Через полчаса полёта, когда прошли уже половину пути диспетчер Норильска сказал, Хатанга передаёт, что и там погода уже ниже минимума и продолжает портиться, нужно возвращаться и следовать на другой запасной аэродром. Хорошо, что не так далеко отошли, сразу развернулись и стали на обратный курс. Теперь нужно было определиться с новым запасным аэродромом окончательно.

Было принято решение лететь на запад, запросили погоду Амдермы, это примерно, девятьсот километров от Норильска, тоже на берегу Ледовитого океана, точнее Карского моря, Там уже была другая воздушная масса, и погода пока держалась устойчиво хорошей.

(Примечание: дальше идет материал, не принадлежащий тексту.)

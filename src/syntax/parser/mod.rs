//! Recovering recursive-descent parser for the C++ subset completion needs.
//!
//! The parser reads a token stream that contains exactly one
//! [`TokenKind::CodeCompletion`] token and stops there, recording a
//! [`CompletionSite`]. On the way it builds the [`ScopeTree`] and keeps a
//! symbol [`Environment`] so operands next to the cursor can be typed.
//!
//! Errors never escape: a malformed declaration or statement is skipped up to
//! the next `;` or closing `}` and parsing carries on.
//!
//! ```text
//! namespace ns { int x; void f() { x += ^ } }
//!                                      |
//!                      CompletionSite { scope: ns, shape: (int) += ^ }
//! ```

mod expr;
mod items;
mod stmt;
mod types;

use smol_str::SmolStr;
use tracing::trace;

use crate::hir::{
    CursorSide, DataModel, ExpressionShape, QualifierPath, ScopeId, ScopeTree, TypeDescriptor,
};

use super::env::{Environment, FrameKind, Symbol};
use super::lexer::{Token, TokenKind};

/// Parser outcome for internal control flow.
#[derive(Clone, Copy, Debug, PartialEq, Eq)]
pub(crate) enum Halt {
    /// The completion token was reached and the site recorded.
    Reached,
    /// Syntax error; the nearest statement or declaration recovers.
    Error,
}

pub(crate) type PResult<T> = Result<T, Halt>;

/// Deepest nesting of expressions, statements and namespace items the parser
/// follows. Anything deeper is a syntax error and is recovered like one.
pub(crate) const MAX_NESTING: u32 = 128;

/// The syntactic construct immediately around the cursor.
#[derive(Clone, Copy, Debug, PartialEq, Eq)]
pub enum Construct {
    /// Directly inside a namespace or at file scope.
    Namespace,
    /// Inside a class body.
    Record,
    /// Inside a function parameter list.
    Parameters,
    /// Inside a function body.
    Block,
}

/// Where the completion token sits, as far as the resolvers care.
#[derive(Clone, Debug, PartialEq, Eq)]
pub struct CompletionSite {
    /// Innermost enclosing namespace.
    pub scope: ScopeId,
    /// Qualifier written directly before the cursor (`a::b::^`).
    pub qualifier: Option<QualifierPath>,
    /// Binary or assignment expression the cursor is an operand of.
    pub shape: Option<ExpressionShape>,
    pub construct: Construct,
}

/// Scope tree of the parsed prefix plus the completion site, if reached.
#[derive(Clone, Debug)]
pub struct ParsedUnit {
    pub tree: ScopeTree,
    pub site: Option<CompletionSite>,
}

/// Parse `tokens` (which index into `text`) until the completion token.
///
/// `tokens` must not contain trivia.
pub fn parse_completion(text: &str, tokens: Vec<Token>, model: DataModel) -> ParsedUnit {
    let mut parser = Parser::new(text, tokens, model);
    if let Err(Halt::Error) = parser.translation_unit() {
        trace!(pos = parser.pos, "parse ended on an unrecovered error");
    }
    ParsedUnit {
        tree: parser.tree,
        site: parser.site,
    }
}

/// A `[::] a :: b :: name` id-expression.
#[derive(Clone, Debug, PartialEq, Eq)]
pub(crate) struct QualifiedName {
    pub qualifier: Option<QualifierPath>,
    pub name: SmolStr,
}

impl QualifiedName {
    /// The whole name as a qualifier path (`a::b::name`).
    pub fn into_path(self) -> QualifierPath {
        let mut path = self.qualifier.unwrap_or_default();
        path.segments.push(self.name);
        path
    }
}

pub(crate) struct Parser<'t> {
    text: &'t str,
    tokens: Vec<Token>,
    pos: usize,
    model: DataModel,
    tree: ScopeTree,
    env: Environment,
    /// Innermost enclosing namespace.
    scope: ScopeId,
    /// Shape applying to the operand being parsed.
    expected: Option<ExpressionShape>,
    in_params: bool,
    /// Current nesting, bounded by [`MAX_NESTING`].
    depth: u32,
    site: Option<CompletionSite>,
}

impl<'t> Parser<'t> {
    fn new(text: &'t str, tokens: Vec<Token>, model: DataModel) -> Self {
        let tree = ScopeTree::new();
        let scope = tree.root();
        Self {
            text,
            tokens,
            pos: 0,
            model,
            tree,
            env: Environment::new(),
            scope,
            expected: None,
            in_params: false,
            depth: 0,
            site: None,
        }
    }

    fn translation_unit(&mut self) -> PResult<()> {
        loop {
            match self.current() {
                TokenKind::Eof => return Ok(()),
                // stray closer at file scope
                TokenKind::RBrace => self.pos += 1,
                _ => self.declaration_or_recover()?,
            }
        }
    }

    // ------------------------------------------------------------------
    // Token access
    // ------------------------------------------------------------------

    fn nth(&self, n: usize) -> TokenKind {
        self.tokens
            .get(self.pos + n)
            .map_or(TokenKind::Eof, |token| token.kind)
    }

    fn current(&self) -> TokenKind {
        self.nth(0)
    }

    fn at(&self, kind: TokenKind) -> bool {
        self.current() == kind
    }

    fn nth_text(&self, n: usize) -> &'t str {
        let text = self.text;
        self.tokens
            .get(self.pos + n)
            .map_or("", |token| token.text(text))
    }

    /// Consume the current token. Halts on the completion token and at the end
    /// of input.
    fn bump(&mut self) -> PResult<Token> {
        match self.current() {
            TokenKind::CodeCompletion => Err(self.reach(None)),
            TokenKind::Eof => Err(Halt::Error),
            _ => {
                let token = self.tokens[self.pos];
                self.pos += 1;
                Ok(token)
            }
        }
    }

    /// Consume the current token if it is `kind`.
    fn eat(&mut self, kind: TokenKind) -> PResult<bool> {
        if self.at(TokenKind::CodeCompletion) {
            return Err(self.reach(None));
        }
        if self.at(kind) {
            self.pos += 1;
            return Ok(true);
        }
        Ok(false)
    }

    fn expect(&mut self, kind: TokenKind) -> PResult<Token> {
        if self.at(kind) {
            return self.bump();
        }
        if self.at(TokenKind::CodeCompletion) {
            return Err(self.reach(None));
        }
        trace!(expected = ?kind, found = ?self.current(), pos = self.pos, "unexpected token");
        Err(Halt::Error)
    }

    fn expect_ident(&mut self) -> PResult<SmolStr> {
        let token = self.expect(TokenKind::Ident)?;
        Ok(SmolStr::new(token.text(self.text)))
    }

    // ------------------------------------------------------------------
    // Completion site
    // ------------------------------------------------------------------

    /// Record the site with the current expected shape.
    fn reach(&mut self, qualifier: Option<QualifierPath>) -> Halt {
        let shape = self.expected.clone();
        self.record_site(qualifier, shape)
    }

    /// Record the site for a cursor standing where an operand belongs.
    ///
    /// Without an enclosing operator, a binary operator right after the
    /// cursor makes it the left operand of that operator.
    fn reach_operand(&mut self) -> Halt {
        let shape = match self.expected.clone() {
            Some(shape) => Some(shape),
            None => self.left_operand_shape(),
        };
        self.record_site(None, shape)
    }

    fn left_operand_shape(&self) -> Option<ExpressionShape> {
        let op = self.nth(1).binary_op()?;
        let known = self.token_type(2);
        Some(ExpressionShape::new(op, known, CursorSide::Left))
    }

    fn record_site(&mut self, qualifier: Option<QualifierPath>, shape: Option<ExpressionShape>) -> Halt {
        if self.site.is_none() {
            let construct = self.construct();
            trace!(scope = ?self.scope, ?construct, "reached completion point");
            self.site = Some(CompletionSite {
                scope: self.scope,
                qualifier,
                shape,
                construct,
            });
        }
        Halt::Reached
    }

    fn construct(&self) -> Construct {
        if self.in_params {
            return Construct::Parameters;
        }
        match self.env.innermost() {
            None => Construct::Namespace,
            Some(FrameKind::Record(_)) => Construct::Record,
            Some(FrameKind::Function | FrameKind::Block) => Construct::Block,
        }
    }

    // ------------------------------------------------------------------
    // Recovery
    // ------------------------------------------------------------------

    /// Parse one declaration (or statement-like tolerance at namespace scope),
    /// skipping to a synchronisation point on error.
    fn declaration_or_recover(&mut self) -> PResult<()> {
        self.expected = None;
        let start = self.pos;
        match self.namespace_item() {
            Ok(()) if self.pos == start => self.recover(),
            Err(Halt::Error) => self.recover(),
            other => other,
        }
    }

    /// Skip to just after the next `;`, just after a balanced `{ ... }`, or to
    /// an unbalanced `}`.
    fn recover(&mut self) -> PResult<()> {
        self.expected = None;
        let start = self.pos;
        let mut depth = 0usize;
        loop {
            match self.current() {
                TokenKind::CodeCompletion => return Err(self.reach(None)),
                TokenKind::Eof => break,
                TokenKind::Semi if depth == 0 => {
                    self.pos += 1;
                    break;
                }
                TokenKind::RBrace if depth == 0 => break,
                TokenKind::LBrace | TokenKind::LParen | TokenKind::LBracket => depth += 1,
                TokenKind::RBrace => {
                    depth -= 1;
                    if depth == 0 {
                        self.pos += 1;
                        break;
                    }
                }
                TokenKind::RParen | TokenKind::RBracket => depth = depth.saturating_sub(1),
                _ => {}
            }
            self.pos += 1;
        }
        trace!(from = start, to = self.pos, "recovered");
        Ok(())
    }

    /// Skip a balanced bracketed group starting at the current opener.
    fn skip_balanced(&mut self) -> PResult<()> {
        let mut depth = 0usize;
        loop {
            match self.current() {
                TokenKind::CodeCompletion => return Err(self.reach(None)),
                TokenKind::Eof => return Err(Halt::Error),
                TokenKind::LBrace | TokenKind::LParen | TokenKind::LBracket => depth += 1,
                TokenKind::RBrace | TokenKind::RParen | TokenKind::RBracket => {
                    depth = depth.saturating_sub(1);
                    if depth == 0 {
                        self.pos += 1;
                        return Ok(());
                    }
                }
                _ => {}
            }
            self.pos += 1;
        }
    }

    // ------------------------------------------------------------------
    // Names
    // ------------------------------------------------------------------

    /// Parse `[::] a :: b :: name`. The cursor right after a `::` records a
    /// qualified site.
    fn qualified_name(&mut self) -> PResult<QualifiedName> {
        let mut global = false;
        let mut segments = Vec::new();
        if self.at(TokenKind::ColonColon) {
            self.pos += 1;
            global = true;
        }
        loop {
            let qualifier = (global || !segments.is_empty())
                .then(|| QualifierPath::new(global, segments.clone()));
            if self.at(TokenKind::CodeCompletion) {
                return Err(self.reach(qualifier));
            }
            let name = self.expect_ident()?;
            if self.at(TokenKind::ColonColon) {
                self.pos += 1;
                segments.push(name);
                continue;
            }
            return Ok(QualifiedName { qualifier, name });
        }
    }

    fn lookup(&self, name: &QualifiedName) -> Option<&Symbol> {
        match &name.qualifier {
            None => self.env.lookup(&self.tree, self.scope, &name.name),
            Some(qualifier) => {
                self.env
                    .lookup_qualified(&self.tree, self.scope, qualifier, &name.name)
            }
        }
    }

    fn lookup_simple(&self, name: &str) -> Option<&Symbol> {
        self.env.lookup(&self.tree, self.scope, name)
    }

    fn declare(&mut self, name: impl Into<SmolStr>, symbol: Symbol) {
        self.env.declare(self.scope, name, symbol);
    }

    /// Fully qualified spelling for a type declared here.
    fn qualify(&self, name: &str) -> SmolStr {
        for kind in self.env.frame_kinds() {
            match kind {
                FrameKind::Record(TypeDescriptor::Record { name: outer, .. }) => {
                    return SmolStr::from(format!("{outer}::{name}"));
                }
                FrameKind::Record(_) => continue,
                FrameKind::Function | FrameKind::Block => return SmolStr::new(name),
            }
        }
        if self.scope == self.tree.root() {
            SmolStr::new(name)
        } else {
            SmolStr::from(format!("{}::{name}", self.tree.display_name(self.scope)))
        }
    }

    /// Type of the single-token operand `n` tokens ahead, without consuming.
    fn token_type(&self, n: usize) -> TypeDescriptor {
        match self.nth(n) {
            TokenKind::Ident => match self.lookup_simple(self.nth_text(n)) {
                Some(Symbol::Value(ty) | Symbol::Function(ty)) => ty.clone(),
                _ => TypeDescriptor::Unknown,
            },
            kind => types::literal_type(kind, self.nth_text(n)),
        }
    }

    /// Run `f` one nesting level deeper. Past [`MAX_NESTING`] this fails
    /// without consuming anything.
    fn descend<T>(&mut self, f: impl FnOnce(&mut Self) -> PResult<T>) -> PResult<T> {
        if self.depth >= MAX_NESTING {
            trace!(pos = self.pos, depth = self.depth, "nesting limit reached");
            return Err(Halt::Error);
        }
        self.depth += 1;
        let result = f(self);
        self.depth -= 1;
        result
    }

    /// Run `f` with no enclosing operand shape, restoring it afterwards.
    fn nested<T>(&mut self, f: impl FnOnce(&mut Self) -> PResult<T>) -> PResult<T> {
        let saved = self.expected.take();
        let result = f(self);
        self.expected = saved;
        result
    }
}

В крайнем случае, и до Нарьян-Мара уже рукой подать.

Прошли весь путь за полтора, часа постоянно запрашивая погоду по радиостанции УКВ, а бортрадист принимал погоду по дальней связи, когда не было связи по УКВ. На подходе диспетчер сказал, что профилакторий интересуется, сколько нас человек экипажа и что мы будем заказывать на ужин, я спросил, что они нам предлагают. Было сказано, что есть утка, рыба нельма, пельмени, оленьи языки. Каждый, в том числе и проводники заказали, кто что хотел и я передал всё это диспетчеру. Диспетчер сказал, что всё будет готово, и они с удовольствием ждут нас, ведь такие гости у них бывают довольно редко.

В Амдерме полоса расположена прямо на берегу моря, примерно сто пятьдесят метров от воды с запада на восток, поэтому сели прямо с курса, не делая круга. Аэровокзал, это просто барак, в который с трудом поместились все наши покорные пассажиры, им сказали, что нужно ждать до утра, экипажу требуется отдых, и погода в Норильске до утра точно не станет лучше. И действительно мы пробыли в воздухе семь с половиной часов. Бортмеханик со вторым пилотом закрыли самолёт, а мы со штурманом и бортрадистом зашли в диспетчерскую, сдали документы и все вместе направились в профилакторий.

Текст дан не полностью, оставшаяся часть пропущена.